A questo punto nasce spontanea un’ultima domanda, alla quale però diviene difficile se
non impossibile attribuire una valida e comprensibile risposta; perché in un così ben congeniato
sistema, dalle ancorate radici, protetto da avamposti e baluardi impenetrabili, nessuno ha mai
avuto il coraggio di affrontare, anche solo privatamente, la questione?
In realtà non si sarebbe nemmeno trattato di vero coraggio.
Analizzando, difatti, attentamente il potere detenuto dalla Signora De Filippi, ma anche
da autori come Antonio Ricci, unito alla indiscussa misura commerciale di utile prodotta e alla
grande quantità di fedeli seguaci delle opere della Signora De Filippi, si constaterebbe che in
alcun modo è possibile scalfire una tanto maestosa roccaforte.
Finanche una pubblica ammissione di quanto perpetrato in quasi dieci anni potrebbe mai
diminuire la proficua devozione di quelle masse che alimentano la ben oleata macchina
commerciale della Signora De Filippi.
La risoluzione più confacente al vero che si potrebbe ipotizzare vedrebbe, il vegliardo
reietto Achille ritornare, dopo l’eventuale apparizione pubblica concessagli, nell’oblio del più
profondo anonimato, senza una copia venduta e privo di alcuna futura considerazione, mentre la
maestosa corazzata della Signora De Filippi, dopo aver reso innocua la quasi invisibile falla,
proseguirebbe la trionfale navigazione incontrastata, con il suo capitano osannato e più forte di
quanto non lo fosse in passato.
E’ tempo di lasciare a voi lettori che siete giunti fino a questo punto ogni ardua sentenza,
prima di farlo, però, voglio esporre uno dei soliti eventi che ci giunge da altre culture con il quale
è mio desiderio congedarmi.
In una piccola contea con una posizione geografica un poco isolata rispetto al più vicino
centro urbano, di uno stato degli USA, la comunità era stata messa in crisi dalle tecniche di
marketing adottate dell’unico market utile agli abitanti per il sostentamento delle proprie
famiglie.
Il proprietario dell’esercizio, approfittando della situazione di isolamento e del monopolio
commerciale da lui detenuto per i generi di prima necessità, aveva deciso di applicare alle merci
prezzi anche sei, sette volte superiori agli standard massimi degli altri esercizi commerciali
ubicati nei lontani centri urbani.
I cittadini della contea dopo aver più volte segnalato a chi di dovere la situazione
insostenibile, non avendo ricevuto alcun riscontro, oramai vessati da questo sopruso ma anche
messi in crisi economica, vollero trovare un modo per far valere le proprie ragioni. Si riunirono
nella chiesa e stabilirono che l’unico modo per ottenere giustizia fosse quello di colpire il
commerciante nell’unica cosa che avesse a cuore; i guadagni. Decisero per tanto di astenersi,
tutti, dall’effettuare acquisti in quel negozio, fino a quando il proprietario non fosse stato ridotto
a ragionevoli soluzioni.
L’azione di questi cittadini si perpetrò per mesi, non mancarono i sacrifici e le rinunce, ma
restarono sempre uniti e nessuno pensò al proprio tornaconto.
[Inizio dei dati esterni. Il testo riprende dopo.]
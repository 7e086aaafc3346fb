//! Boot policy: decides whether and what a machine should netboot.

use std::collections::HashSet;

use anyhow::Result;
use macaddr::MacAddr6;

use crate::domain::Machine;

/// What to boot. Served to iPXE by the HTTP side as a boot script.
#[derive(Debug, Clone, PartialEq, Eq)]
pub struct BootSpec {
    /// Kernel URL or path
    pub kernel: String,
    /// Initrd URLs or paths, loaded in order
    pub initrd: Vec<String>,
    /// Kernel command line
    pub cmdline: String,
}

/// Source of boot decisions.
///
/// `Ok(None)` means the machine should not netboot; the server then stays
/// silent so another boot server (or local disk) can take over.
pub trait Booter: Send + Sync {
    fn boot_spec(&self, machine: &Machine) -> Result<Option<BootSpec>>;
}

/// Boots every machine (or every allow-listed machine) with one spec.
#[derive(Debug, Clone)]
pub struct StaticBooter {
    spec: BootSpec,
    allowed: Option<HashSet<MacAddr6>>,
}

impl StaticBooter {
    pub fn new(spec: BootSpec) -> Self {
        Self {
            spec,
            allowed: None,
        }
    }

    /// Restrict booting to the given MAC addresses.
    pub fn with_allowed(mut self, macs: impl IntoIterator<Item = MacAddr6>) -> Self {
        self.allowed = Some(macs.into_iter().collect());
        self
    }
}

impl Booter for StaticBooter {
    fn boot_spec(&self, machine: &Machine) -> Result<Option<BootSpec>> {
        match &self.allowed {
            Some(allowed) if !allowed.contains(&machine.mac) => Ok(None),
            _ => Ok(Some(self.spec.clone())),
        }
    }
}
//! ProxyDHCP PXE boot server.
//!
//! Answers PXE boot requests alongside an existing DHCP server, steering
//! each client to a boot image matching its firmware, and serves those
//! images over TFTP.

pub mod booter;
pub mod codec;
pub mod config;
pub mod domain;
pub mod error;
pub mod interface;
pub mod proxydhcp;
pub mod reporter;
pub mod tftp;
pub mod transport;

pub use booter::{BootSpec, Booter, StaticBooter};
pub use config::Config;
pub use domain::{Architecture, BootEvent, Firmware, Machine, MachineState, Packet};
pub use proxydhcp::ProxyDhcpServer;
pub use reporter::{ConsoleReporter, EventReporter, TracingReporter};
pub use tftp::{ImageDispatcher, ImageMap, TftpServer};
pub use transport::{PlatformTransportFactory, Transport, TransportFactory};
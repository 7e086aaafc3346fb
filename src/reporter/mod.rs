//! Reporting module for boot progress events.
//!
//! This module defines the `EventReporter` trait and provides
//! implementations for different outputs.

mod console_reporter;
mod tracing_reporter;

pub use console_reporter::ConsoleReporter;
pub use tracing_reporter::TracingReporter;

use crate::domain::BootEvent;

/// Sink for boot progress events.
///
/// Shared by the DHCP and TFTP servers, so implementations must be safe
/// to call from several threads at once.
pub trait EventReporter: Send + Sync {
    /// Report a boot event.
    fn report(&self, event: &BootEvent);
}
In un primo momento il negoziante cominciò a far lievitare ancora i prezzi, certo che le
famiglie sarebbero state costrette, prima o poi, a fare acquisti necessari.
La sua strategia puntava molto sulle necessità dei bambini, ma li ci si trovava in America
con una concezione differente di necessità e condizione di bambino, non si era certo in Italia.
Le famiglie tennero duro, fino a quando un giorno sulle vetrine del market apparsero dei
cartelli promozionali, con prezzi ed offerte mai visti prima.
Quelle offerte perdurarono nel tempo, erano tanto convenienti che spesso dalle contee
vicine giungevano famiglie a fare scorta di prodotti.